The monks have constantly strived for perfection whilst experimenting and looking to improve the elixir. However, the drink still stays true to the original 130 ingredients from the first recipe.
The spirit was last altered in 2010 due to EU regulations that restricted the transportation and aging of alcoholic products with an ABV of higher than 70%. As the Elixir used to be 71%, the monks decided to begin thinning the spirit to 69% to keep it as similar as possible, but also making it available for transport.
Elixir Végétal can be used in many different forms. Adding a few drops into sugar water, or a cup of tea can add a lot of flavor and a new element to your drink. Of course, it’s also possible to experiment with cocktails, as this can work as a substitute for herbal bitters. The elixir is also believed to help alleviate illness and fatigue when mixed with hot water.

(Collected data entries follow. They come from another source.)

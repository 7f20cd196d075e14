use sea_orm_migration::{prelude::*, schema::*};

use crate::m20251101_000003_eve_character::EveCharacter;

static FK_USER_MAIN_CHARACTER_ID: &str = "fk-heimdall_user-main_character_id";
static IDX_USER_CHARACTER_USER_ID: &str = "idx-heimdall_user_character-user_id";
static FK_USER_CHARACTER_USER_ID: &str = "fk-heimdall_user_character-user_id";
static FK_USER_CHARACTER_CHARACTER_ID: &str = "fk-heimdall_user_character-character_id";

#[derive(DeriveMigrationName)]
pub struct Migration;

#[async_trait::async_trait]
impl MigrationTrait for Migration {
    async fn up(&self, manager: &SchemaManager) -> Result<(), DbErr> {
        manager
            .create_table(
                Table::create()
                    .table(HeimdallUser::Table)
                    .if_not_exists()
                    .col(pk_auto(HeimdallUser::Id))
                    .col(string(HeimdallUser::Name))
                    .col(integer_null(HeimdallUser::MainCharacterId))
                    .col(boolean(HeimdallUser::Active))
                    .col(timestamp(HeimdallUser::CreatedAt))
                    .to_owned(),
            )
            .await?;

        manager
            .create_foreign_key(
                ForeignKey::create()
                    .name(FK_USER_MAIN_CHARACTER_ID)
                    .from_tbl(HeimdallUser::Table)
                    .from_col(HeimdallUser::MainCharacterId)
                    .to_tbl(EveCharacter::Table)
                    .to_col(EveCharacter::Id)
                    .on_delete(ForeignKeyAction::SetNull)
                    .to_owned(),
            )
            .await?;

        manager
            .create_table(
                Table::create()
                    .table(HeimdallUserCharacter::Table)
                    .if_not_exists()
                    .col(pk_auto(HeimdallUserCharacter::Id))
                    .col(integer(HeimdallUserCharacter::UserId))
                    .col(integer_uniq(HeimdallUserCharacter::CharacterId))
                    .col(string(HeimdallUserCharacter::OwnerHash))
                    .col(timestamp(HeimdallUserCharacter::CreatedAt))
                    .col(timestamp(HeimdallUserCharacter::UpdatedAt))
                    .to_owned(),
            )
            .await?;

        manager
            .create_index(
                Index::create()
                    .name(IDX_USER_CHARACTER_USER_ID)
                    .table(HeimdallUserCharacter::Table)
                    .col(HeimdallUserCharacter::UserId)
                    .to_owned(),
            )
            .await?;

        manager
            .create_foreign_key(
                ForeignKey::create()
                    .name(FK_USER_CHARACTER_USER_ID)
                    .from_tbl(HeimdallUserCharacter::Table)
                    .from_col(HeimdallUserCharacter::UserId)
                    .to_tbl(HeimdallUser::Table)
                    .to_col(HeimdallUser::Id)
                    .on_delete(ForeignKeyAction::Cascade)
                    .to_owned(),
            )
            .await?;

        manager
            .create_foreign_key(
                ForeignKey::create()
                    .name(FK_USER_CHARACTER_CHARACTER_ID)
                    .from_tbl(HeimdallUserCharacter::Table)
                    .from_col(HeimdallUserCharacter::CharacterId)
                    .to_tbl(EveCharacter::Table)
                    .to_col(EveCharacter::Id)
                    .on_delete(ForeignKeyAction::Cascade)
                    .to_owned(),
            )
            .await?;

        Ok(())
    }

    async fn down(&self, manager: &SchemaManager) -> Result<(), DbErr> {
        manager
            .drop_foreign_key(
                ForeignKey::drop()
                    .name(FK_USER_CHARACTER_CHARACTER_ID)
                    .table(HeimdallUserCharacter::Table)
                    .to_owned(),
            )
            .await?;

        manager
            .drop_foreign_key(
                ForeignKey::drop()
                    .name(FK_USER_CHARACTER_USER_ID)
                    .table(HeimdallUserCharacter::Table)
                    .to_owned(),
            )
            .await?;

        manager
            .drop_table(Table::drop().table(HeimdallUserCharacter::Table).to_owned())
            .await?;

        manager
            .drop_foreign_key(
                ForeignKey::drop()
                    .name(FK_USER_MAIN_CHARACTER_ID)
                    .table(HeimdallUser::Table)
                    .to_owned(),
            )
            .await?;

        manager
            .drop_table(Table::drop().table(HeimdallUser::Table).to_owned())
            .await?;

        Ok(())
    }
}

#[derive(DeriveIden)]
pub enum HeimdallUser {
    Table,
    Id,
    Name,
    MainCharacterId,
    Active,
    CreatedAt,
}

#[derive(DeriveIden)]
enum HeimdallUserCharacter {
    Table,
    Id,
    UserId,
    CharacterId,
    OwnerHash,
    CreatedAt,
    UpdatedAt,
}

69% ABV, Voiron Distillery, France.
Chartreuse Génépi des Pères
It’s a common tradition for the people of the French mountain regions to produce a liquor of the same name as the region itself, with the secret recipes utilizing local herbs and plants.
This is how the monks came about producing their own Génépi, as this is a generic term for a group of plants that grow in this region. Therefore, they altered their production process to ensure that the distillate would take on all characteristics of the génépi herbs to create a unique flavor. This gives the spirit a very sweet flavoring, but also has notes of an herbal bitterness.
This spirit has become quite popular with chartreuse enthusiasts for its individual flavor and great taste. It can be enjoyed neat if well chilled, or on ice.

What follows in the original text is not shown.